Он попытался увезти с собой частицу Африки. Шкуры, маски, копья, щиты, барабаны. Они создавали в квартире Эрнста атмосферу опасности: вы никогда не знали, с чем столкнетесь в ванной комнате.
В период экономического кризиса он неоднократно оказывался на грани полного краха, но всегда избегал катастрофы, как неизменно избегал любых серьезных неприятностей. Когда ситуация стабилизировалась, он подал заявление на должность инструктора на секретной авиабазе в Рехлине, где проводились испытания самолетов и научные исследования, но получил отказ. Ответ был составлен в выражениях, дышавших нескрываемым чиновничьим презрением. Они не забыли «летающего профессора». Они считали Эрнста клоуном.
Он и был клоуном.
Толстяк был спикером в Рейхстаге.
Я тоже подалась в кино. Внезапно я стала нуждаться в деньгах.
Я знала, что умею летать, и действительно умела. После успешного окончания своих первых курсов планеризма я обратила на себя внимание начальника планерной школы. Он мной заинтересовался, поддержал меня и, довольный моими успехами, стал давать мне индивидуальные уроки. Довольно скоро я стала проводить на летном поле планерного клуба все дни, когда приезжала к родителям. Я начала совершать полеты на дальнее расстояние, полеты на большой высоте и поставила несколько скромных рекордов (в то время это не составляло труда).
Степень моего безрассудства превосходила уровень моих знаний. Я получила хороший урок в тот день, когда влетела в грозовую тучу, засосавшую меня и поднявшую на высоту трех тысяч метров, и оказалась по другую сторону чешской границы, в зоне запрета полетов. Последовали бурные разборки на дипломатическом уровне, моя фотография появилась в газетах, я схватила жестокую простуду (в грозовой туче на высоте трех тысяч метров буквально покрываешься инеем) и чуть не угробила новый тренировочный планер. С начальником клуба я помирилась раньше, чем с отцом, который пребывал в ярости и говорил, что я постыднейшим образом выставила себя на посмешище. Он не мог простить мне моей фотографии в газетах.
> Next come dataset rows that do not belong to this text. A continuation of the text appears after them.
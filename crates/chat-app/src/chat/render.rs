use super::message::Role;

/// One message bubble in the rendered transcript.
#[derive(Debug, Clone, PartialEq, Eq)]
pub struct Bubble<'a> {
    pub role: Role,
    pub content: &'a str,
}

impl<'a> Bubble<'a> {
    fn assistant(content: &'a str) -> Self {
        Self {
            role: Role::Assistant,
            content,
        }
    }

    fn user(content: &'a str) -> Self {
        Self {
            role: Role::User,
            content,
        }
    }

    pub fn is_user(&self) -> bool {
        matches!(self.role, Role::User)
    }
}

/// Orders the transcript newest exchange first.
///
/// Walks the assistant sequence from last to first and emits each reply
/// followed by the user message at the same index. Pairing is purely by
/// index, so a user message that never got a reply shifts the pairing of
/// later exchanges.
pub fn render_transcript<'a>(
    user_display: &'a [String],
    assistant_display: &'a [String],
) -> Vec<Bubble<'a>> {
    let mut bubbles = Vec::with_capacity(assistant_display.len() * 2);

    for (index, reply) in assistant_display.iter().enumerate().rev() {
        bubbles.push(Bubble::assistant(reply));
        if let Some(prompt) = user_display.get(index) {
            bubbles.push(Bubble::user(prompt));
        }
    }

    bubbles
}

#[cfg(test)]
mod tests {
    use super::*;

    fn strings(values: &[&str]) -> Vec<String> {
        values.iter().map(|value| value.to_string()).collect()
    }

    #[test]
    fn newest_exchange_is_rendered_first() {
        let users = strings(&["u0", "u1", "u2"]);
        let replies = strings(&["a0", "a1", "a2"]);

        let order = render_transcript(&users, &replies)
            .iter()
            .map(|bubble| bubble.content)
            .collect::<Vec<_>>();

        assert_eq!(order, vec!["a2", "u2", "a1", "u1", "a0", "u0"]);
    }

    #[test]
    fn replies_precede_their_prompts() {
        let users = strings(&["u0", "u1"]);
        let replies = strings(&["a0", "a1"]);
        let bubbles = render_transcript(&users, &replies);

        let roles = bubbles.iter().map(|bubble| bubble.role).collect::<Vec<_>>();
        assert_eq!(
            roles,
            vec![Role::Assistant, Role::User, Role::Assistant, Role::User]
        );
        assert!(!bubbles[0].is_user());
        assert!(bubbles[1].is_user());
    }

    #[test]
    fn nothing_renders_before_the_first_reply() {
        let users = strings(&["pending"]);
        assert!(render_transcript(&users, &[]).is_empty());
        assert!(render_transcript(&[], &[]).is_empty());
    }

    #[test]
    fn pairing_is_by_index_after_an_unanswered_prompt() {
        // u0 never got a reply; u1 did.
        let users = strings(&["u0", "u1"]);
        let replies = strings(&["a1"]);

        let order = render_transcript(&users, &replies)
            .iter()
            .map(|bubble| bubble.content)
            .collect::<Vec<_>>();

        assert_eq!(order, vec!["a1", "u0"]);
    }
}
Тот факт, что я установила рекорд высоты полета, не производил на него ни малейшего впечатления.
Я не особо огорчалась, что отец сердится на меня, поскольку в своем гневе он не желал со мной разговаривать. Я безумно боялась оставаться с ним наедине. Я с ужасом ждала, что он начнет расспрашивать меня об университете, о предметах, которые мы проходим, и о моем отношении к учебе. Я проводила дни напролет в планерном клубе отчасти из желания держаться подальше от отца. Я страстно благодарила небо за то, что он постоянно занят своей работой, поглощающей все его внимание.
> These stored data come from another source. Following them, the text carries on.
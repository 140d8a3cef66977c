use std::path::{Path, PathBuf};

use snafu::{ResultExt, Snafu};

pub const GUIDE_FILE_NAME: &str = "how_to_read_a_paper.txt";

const CONTEXT_PREAMBLE: &str = "You are a helpful assistant that assists users in reviewing \
and learning from papers. Please read the following paper in the pair of triple equal signs. \
After you're done, please use that paper for guiding the user in understanding in the \
papers the user submits.";

const GUIDE_FENCE: &str = "===";

/// Asset path next to this crate's sources.
pub fn default_guide_path() -> PathBuf {
    Path::new(env!("CARGO_MANIFEST_DIR"))
        .join("assets")
        .join(GUIDE_FILE_NAME)
}

/// Wraps the reading guide verbatim in the tutor instructions.
pub fn render_context(guide_text: &str) -> String {
    format!("{CONTEXT_PREAMBLE}\n\n{GUIDE_FENCE}\n{guide_text}\n{GUIDE_FENCE}\n")
}

/// Produces the seed system message from the static reading-guide asset.
#[derive(Debug, Clone, PartialEq, Eq)]
pub struct ContextBuilder {
    guide_path: PathBuf,
}

impl Default for ContextBuilder {
    fn default() -> Self {
        Self::new(default_guide_path())
    }
}

impl ContextBuilder {
    pub fn new(guide_path: impl Into<PathBuf>) -> Self {
        Self {
            guide_path: guide_path.into(),
        }
    }

    pub fn guide_path(&self) -> &Path {
        &self.guide_path
    }

    pub fn build_context(&self) -> ContextResult<String> {
        let guide_text =
            std::fs::read_to_string(&self.guide_path).context(ReadGuideSnafu {
                stage: "read-guide",
                path: self.guide_path.clone(),
            })?;

        tracing::debug!(
            path = ?self.guide_path,
            guide_bytes = guide_text.len(),
            "loaded reading guide"
        );

        Ok(render_context(&guide_text))
    }
}

#[derive(Debug, Snafu)]
#[snafu(visibility(pub(crate)))]
pub enum ContextError {
    #[snafu(display("failed to read reading guide at {path:?} on `{stage}`: {source}"))]
    ReadGuide {
        stage: &'static str,
        path: PathBuf,
        source: std::io::Error,
    },
}

pub type ContextResult<T> = Result<T, ContextError>;

#[cfg(test)]
mod tests {
    use std::io::Write;

    use super::*;

    fn guide_file(contents: &str) -> tempfile::NamedTempFile {
        let mut file = tempfile::NamedTempFile::new().expect("temp file");
        file.write_all(contents.as_bytes()).expect("write guide");
        file
    }

    #[test]
    fn context_embeds_guide_verbatim_between_fences() {
        let file = guide_file("Read abstract first.");
        let context = ContextBuilder::new(file.path())
            .build_context()
            .expect("context should build");

        assert_eq!(context, render_context("Read abstract first."));
        assert!(context.starts_with(CONTEXT_PREAMBLE));
        assert!(context.contains("===\nRead abstract first.\n==="));
        assert!(context.contains(
            "guiding the user in understanding in the papers the user submits."
        ));
    }

    #[test]
    fn guide_whitespace_is_not_altered() {
        let guide = "  Pass 1:\n\tskim\n\n";
        let file = guide_file(guide);
        let context = ContextBuilder::new(file.path())
            .build_context()
            .expect("context should build");
        assert!(context.contains(guide));
    }

    #[test]
    fn rendering_is_deterministic() {
        assert_eq!(render_context("x"), render_context("x"));
        assert_ne!(render_context("x"), render_context("y"));
    }

    #[test]
    fn missing_guide_is_a_read_error() {
        let directory = tempfile::tempdir().expect("temp dir");
        let missing = directory.path().join(GUIDE_FILE_NAME);

        let result = ContextBuilder::new(&missing).build_context();
        assert!(matches!(
            result,
            Err(ContextError::ReadGuide { ref path, .. }) if *path == missing
        ));
    }

    #[test]
    fn bundled_guide_is_readable() {
        let builder = ContextBuilder::default();
        assert!(builder.guide_path().ends_with(GUIDE_FILE_NAME));
        assert!(builder.build_context().is_ok());
    }
}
Когда я решила, что набралась достаточно опыта по части пилотирования планеров, я отправилась на Ронский чемпионат. Он проводился каждое лето; я была единственной женщиной, принимавшей участие в соревнованиях. Тем труднее мне было справиться с ситуацией, сложившейся у меня там. Мой планер не хотел летать. Не знаю почему. Иногда у вас просто начинается полоса невезения. Каждый день мой планер отрывался от земли и слетал в долину, где резко терял высоту и приземлялся. У зрителей не возникало никаких сомнений по поводу причины происходящего. Мое появление на летном поле на третий день соревнований было встречено дружными издевательскими возгласами, и многие громко советовали мне валить отсюда восвояси. Но я отказалась. Я стискивала зубы до боли в челюстях. Я твердо решила продержаться до конца соревнований.
И я продержалась.
Неделей позже мне пришло письмо. Я прочитала его дважды, а потом попросила маму прочитать вслух, поскольку не верила своим глазам.
Письмо было от директора Исследовательского института планеризма в Дармштадте. Институт пользовался хорошей славой; он занимался исследованиями в области аэродинамики и метеорологии и являлся одним из крупнейших в мире научно-исследовательских центров такого рода.
Директор писал, что он присутствовал на Ронском чемпионате и был восхищен моей «стойкостью в тяжелых обстоятельствах». Он писал, что для летчика нет ничего важнее упорства и решимости, и приглашал меня присоединиться к экспедиции, которую институт устраивал с целью исследования термических условий полета в Южной Америке. Средства на дорогу мне надлежало изыскать самой.
– А как же твоя учеба? – спросил отец. Казалось, он никак не мог понять, почему я хочу ехать.
– Это всего лишь небольшой перерыв. Люди берут полгода, год на академический отпуск. Даже больше.
Я говорила правду. Система образования позволяла такое.